EXERCISE AIM ::
Every line of the records that contains the string "trace" counts once; give the total and nothing else.

GIVEN ENTRIES ::

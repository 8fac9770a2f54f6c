//! Error types for the ebill-core library.

use std::path::PathBuf;

use thiserror::Error;

/// Main error type for the ebill library.
#[derive(Error, Debug)]
pub enum EbillError {
    /// A document could not be loaded.
    #[error("load error: {0}")]
    Load(#[from] LoadError),

    /// Bill field extraction error.
    #[error("extraction error: {0}")]
    Extraction(#[from] ExtractionError),

    /// Batch-level error (no input).
    #[error(transparent)]
    Batch(#[from] BatchError),

    /// Output could not be written.
    #[error("output error: {0}")]
    Output(#[from] OutputError),

    /// I/O error.
    #[error("I/O error: {0}")]
    Io(#[from] std::io::Error),

    /// Configuration error.
    #[error("configuration error: {0}")]
    Config(String),
}

/// Errors related to PDF processing.
#[derive(Error, Debug)]
pub enum PdfError {
    /// Failed to open/parse the PDF file.
    #[error("failed to parse PDF: {0}")]
    Parse(String),

    /// Failed to extract text from PDF.
    #[error("failed to extract text: {0}")]
    TextExtraction(String),

    /// The PDF is encrypted and cannot be processed.
    #[error("PDF is encrypted")]
    Encrypted,

    /// The PDF is empty or has no pages.
    #[error("PDF has no pages")]
    NoPages,
}

/// Errors raised while turning a file into a [`crate::BillDocument`].
#[derive(Error, Debug)]
pub enum LoadError {
    /// The file could not be read.
    #[error("failed to read {path}: {source}")]
    Read {
        path: PathBuf,
        #[source]
        source: std::io::Error,
    },

    /// The file is not a usable PDF.
    #[error(transparent)]
    Pdf(#[from] PdfError),

    /// The PDF has pages but none of them carry text.
    #[error("no text extracted from PDF")]
    NoText,
}

/// Errors related to bill field extraction.
#[derive(Error, Debug)]
pub enum ExtractionError {
    /// The text does not carry the utility's bill header.
    #[error("not a recognised electricity bill")]
    NotABill,

    /// None of the layout's rules matched.
    #[error("no bill fields matched")]
    NoFields,

    /// Unknown layout name.
    #[error("unknown bill layout: {0}")]
    UnknownLayout(String),
}

/// Errors that end a batch run.
#[derive(Error, Debug)]
pub enum BatchError {
    /// The directory has no matching input files.
    #[error("no input found: no .{extension} files in {}", directory.display())]
    NoInput { directory: PathBuf, extension: String },

    /// The discovery pattern could not be built.
    #[error("invalid input pattern: {0}")]
    Pattern(#[from] glob::PatternError),
}

/// Errors raised while writing or reading output tables.
#[derive(Error, Debug)]
pub enum OutputError {
    /// CSV encoding/decoding failed.
    #[error("CSV error: {0}")]
    Csv(#[from] csv::Error),

    /// Writing the file failed.
    #[error("failed to write {path}: {source}")]
    Write {
        path: PathBuf,
        #[source]
        source: std::io::Error,
    },

    /// A CSV header did not match the bill columns.
    #[error("unexpected CSV header: {0}")]
    Header(String),

    /// A CSV cell could not be parsed back into its field type.
    #[error("failed to parse {field}: {value}")]
    Parse { field: String, value: String },
}

/// Result type for the ebill library.
pub type Result<T> = std::result::Result<T, EbillError>;
//! Data models: bill records and configuration.

pub mod bill;
pub mod config;
//! PDF text extraction using lopdf and pdf-extract.

use lopdf::Document;
use tracing::{debug, trace, warn};

use super::{PdfProcessor, Result};
use crate::error::PdfError;

/// PDF text extractor using lopdf for structure and pdf-extract for text.
pub struct PdfExtractor {
    document: Option<Document>,
    raw_data: Vec<u8>,
}

/// Extracted content from a PDF.
#[derive(Debug, Clone)]
pub struct PdfContent {
    /// Page texts concatenated in page order.
    pub text: String,
    /// Pages with their content.
    pub pages: Vec<PdfPage>,
}

/// Content from a single PDF page.
#[derive(Debug, Clone, PartialEq, Eq)]
pub struct PdfPage {
    /// Page number (1-indexed).
    pub number: u32,
    /// Extracted text from this page.
    pub text: String,
}

impl PdfExtractor {
    /// Create a new PDF extractor.
    pub fn new() -> Self {
        Self {
            document: None,
            raw_data: Vec::new(),
        }
    }

    fn extract_with_lopdf(&self) -> Result<Vec<String>> {
        let doc = self
            .document
            .as_ref()
            .ok_or(PdfError::Parse("No document loaded".to_string()))?;

        doc.get_pages()
            .keys()
            .map(|&number| {
                trace!("lopdf text extraction for page {}", number);
                doc.extract_text(&[number])
                    .map_err(|e| PdfError::TextExtraction(e.to_string()))
            })
            .collect()
    }
}

/// Join page texts in page order, skipping blank pages.
pub fn concat_pages(pages: &[PdfPage]) -> String {
    let mut full_text = String::new();
    for page in pages {
        if page.text.trim().is_empty() {
            continue;
        }
        if !full_text.is_empty() {
            full_text.push_str("\n\n");
        }
        full_text.push_str(&page.text);
    }
    full_text
}

impl Default for PdfExtractor {
    fn default() -> Self {
        Self::new()
    }
}

impl PdfProcessor for PdfExtractor {
    fn load(&mut self, data: &[u8]) -> Result<()> {
        let mut doc = Document::load_mem(data).map_err(|e| PdfError::Parse(e.to_string()))?;

        // Handle PDFs with empty password encryption
        if doc.is_encrypted() {
            if doc.decrypt("").is_err() {
                return Err(PdfError::Encrypted);
            }
            debug!("Decrypted PDF with empty password");

            // pdf-extract needs the decrypted bytes
            let mut decrypted_data = Vec::new();
            doc.save_to(&mut decrypted_data)
                .map_err(|e| PdfError::Parse(format!("Failed to save decrypted PDF: {}", e)))?;
            self.raw_data = decrypted_data;
        } else {
            self.raw_data = data.to_vec();
        }

        let page_count = doc.get_pages().len();
        if page_count == 0 {
            return Err(PdfError::NoPages);
        }

        debug!("Loaded PDF with {} pages", page_count);
        self.document = Some(doc);
        Ok(())
    }

    fn page_count(&self) -> u32 {
        self.document
            .as_ref()
            .map(|doc| doc.get_pages().len() as u32)
            .unwrap_or(0)
    }

    fn extract_pages(&self) -> Result<PdfContent> {
        let page_count = self.page_count();
        if page_count == 0 {
            return Err(PdfError::NoPages);
        }

        let texts = match pdf_extract::extract_text_from_mem_by_pages(&self.raw_data) {
            Ok(texts) if texts.len() == page_count as usize => texts,
            Ok(texts) => {
                warn!(
                    "pdf-extract returned {} pages for a {}-page document, using lopdf",
                    texts.len(),
                    page_count
                );
                self.extract_with_lopdf()?
            }
            Err(e) => {
                debug!("pdf-extract failed ({}), using lopdf", e);
                self.extract_with_lopdf()?
            }
        };

        let pages: Vec<PdfPage> = texts
            .into_iter()
            .zip(1..)
            .map(|(text, number)| PdfPage { number, text })
            .collect();

        let text = concat_pages(&pages);
        debug!("PDF text: {} pages, {} chars", pages.len(), text.chars().count());

        Ok(PdfContent { text, pages })
    }
}
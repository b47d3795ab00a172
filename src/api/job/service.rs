use actix_web::{http::StatusCode, HttpResponse, ResponseError};
use std::fmt;
use std::sync::Arc;
use tracing::{error, info, warn};

use crate::api::validation::ErrorResponse;
use crate::db::models::JobRow;
use crate::db::partial_update::FieldUpdateMap;
use crate::db::store::JobStore;
use super::models::{JobFilter, NewJob};

/// Service-level errors
#[derive(Debug)]
pub enum ServiceError {
    /// Database operation failed
    DatabaseError(sqlx::Error),

    /// A job with the same title already exists
    DuplicateEntity(String),

    /// No job matched the id or company handle
    NotFound(String),

    /// Request carried nothing usable
    BadInput(String),
}

impl fmt::Display for ServiceError {
    fn fmt(&self, f: &mut fmt::Formatter<'_>) -> fmt::Result {
        match self {
            ServiceError::DatabaseError(e) => write!(f, "Database error: {}", e),
            ServiceError::DuplicateEntity(title) => write!(f, "Duplicate job: {}", title),
            ServiceError::NotFound(msg) => write!(f, "Not found: {}", msg),
            ServiceError::BadInput(msg) => write!(f, "Bad input: {}", msg),
        }
    }
}

impl std::error::Error for ServiceError {}

impl From<sqlx::Error> for ServiceError {
    fn from(err: sqlx::Error) -> Self {
        ServiceError::DatabaseError(err)
    }
}

impl ResponseError for ServiceError {
    fn status_code(&self) -> StatusCode {
        match self {
            ServiceError::DatabaseError(_) => StatusCode::INTERNAL_SERVER_ERROR,
            ServiceError::DuplicateEntity(_) => StatusCode::CONFLICT,
            ServiceError::NotFound(_) => StatusCode::NOT_FOUND,
            ServiceError::BadInput(_) => StatusCode::BAD_REQUEST,
        }
    }

    fn error_response(&self) -> HttpResponse {
        let (error, message) = match self {
            ServiceError::DatabaseError(e) => {
                error!("Database error: {}", e);
                ("Failed to process request", "Database error occurred".to_string())
            }
            ServiceError::DuplicateEntity(title) => {
                warn!("Duplicate job: {}", title);
                ("Conflict", format!("Duplicate job: {}", title))
            }
            ServiceError::NotFound(msg) => {
                warn!("Not found: {}", msg);
                ("Not found", msg.clone())
            }
            ServiceError::BadInput(msg) => {
                warn!("Bad input: {}", msg);
                ("Validation failed", msg.clone())
            }
        };

        HttpResponse::build(self.status_code()).json(ErrorResponse {
            error: error.to_string(),
            fields: serde_json::json!({ "message": message }),
        })
    }
}

/// Job service containing business logic
pub struct JobService {
    store: Arc<dyn JobStore>,
}

impl JobService {
    /// Create a new JobService over the given store
    pub fn new(store: Arc<dyn JobStore>) -> Self {
        Self { store }
    }

    /// Check that the backing store is reachable
    pub async fn ping(&self) -> Result<(), ServiceError> {
        self.store.ping().await
    }

    /// Create a job
    ///
    /// # Returns
    /// - `Ok(JobRow)` - the stored job
    /// - `Err(ServiceError::DuplicateEntity)` - a job with this title exists
    pub async fn create_job(&self, job: &NewJob) -> Result<JobRow, ServiceError> {
        info!("Service: Creating job title={} company={}", job.title, job.company_handle);

        if self.store.find_by_title(&job.title).await?.is_some() {
            return Err(ServiceError::DuplicateEntity(job.title.clone()));
        }

        let row = self.store.insert(job).await?;

        info!("Service: Job created successfully with id={}", row.id);
        Ok(row)
    }

    /// List all jobs matching `filter`, in store order
    pub async fn list_jobs(&self, filter: &JobFilter) -> Result<Vec<JobRow>, ServiceError> {
        let jobs: Vec<JobRow> = self
            .store
            .fetch_all()
            .await?
            .into_iter()
            .filter(|job| filter.matches(job))
            .collect();

        info!("Service: Listed {} jobs with filter {:?}", jobs.len(), filter);
        Ok(jobs)
    }

    /// All jobs owned by a company
    ///
    /// Fails with `NotFound` when the company has no jobs.
    pub async fn company_jobs(&self, company_handle: &str) -> Result<Vec<JobRow>, ServiceError> {
        let jobs = self.store.fetch_by_company(company_handle).await?;
        if jobs.is_empty() {
            return Err(ServiceError::NotFound(format!("No jobs for company: {}", company_handle)));
        }
        Ok(jobs)
    }

    /// Apply a partial update to a job
    ///
    /// An empty update is rejected before the store is touched.
    pub async fn update_job(&self, id: i32, updates: &FieldUpdateMap) -> Result<JobRow, ServiceError> {
        if updates.is_empty() {
            return Err(ServiceError::BadInput("No data".to_string()));
        }

        info!("Service: Updating {} fields of job {}", updates.len(), id);

        self.store
            .update(id, updates)
            .await?
            .ok_or_else(|| ServiceError::NotFound(format!("No job: {}", id)))
    }

    /// Delete a job
    pub async fn remove_job(&self, id: i32) -> Result<(), ServiceError> {
        if !self.store.delete(id).await? {
            return Err(ServiceError::NotFound(format!("No job: {}", id)));
        }

        info!("Service: Job {} deleted", id);
        Ok(())
    }
}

EXERCISE ANSWER ::
2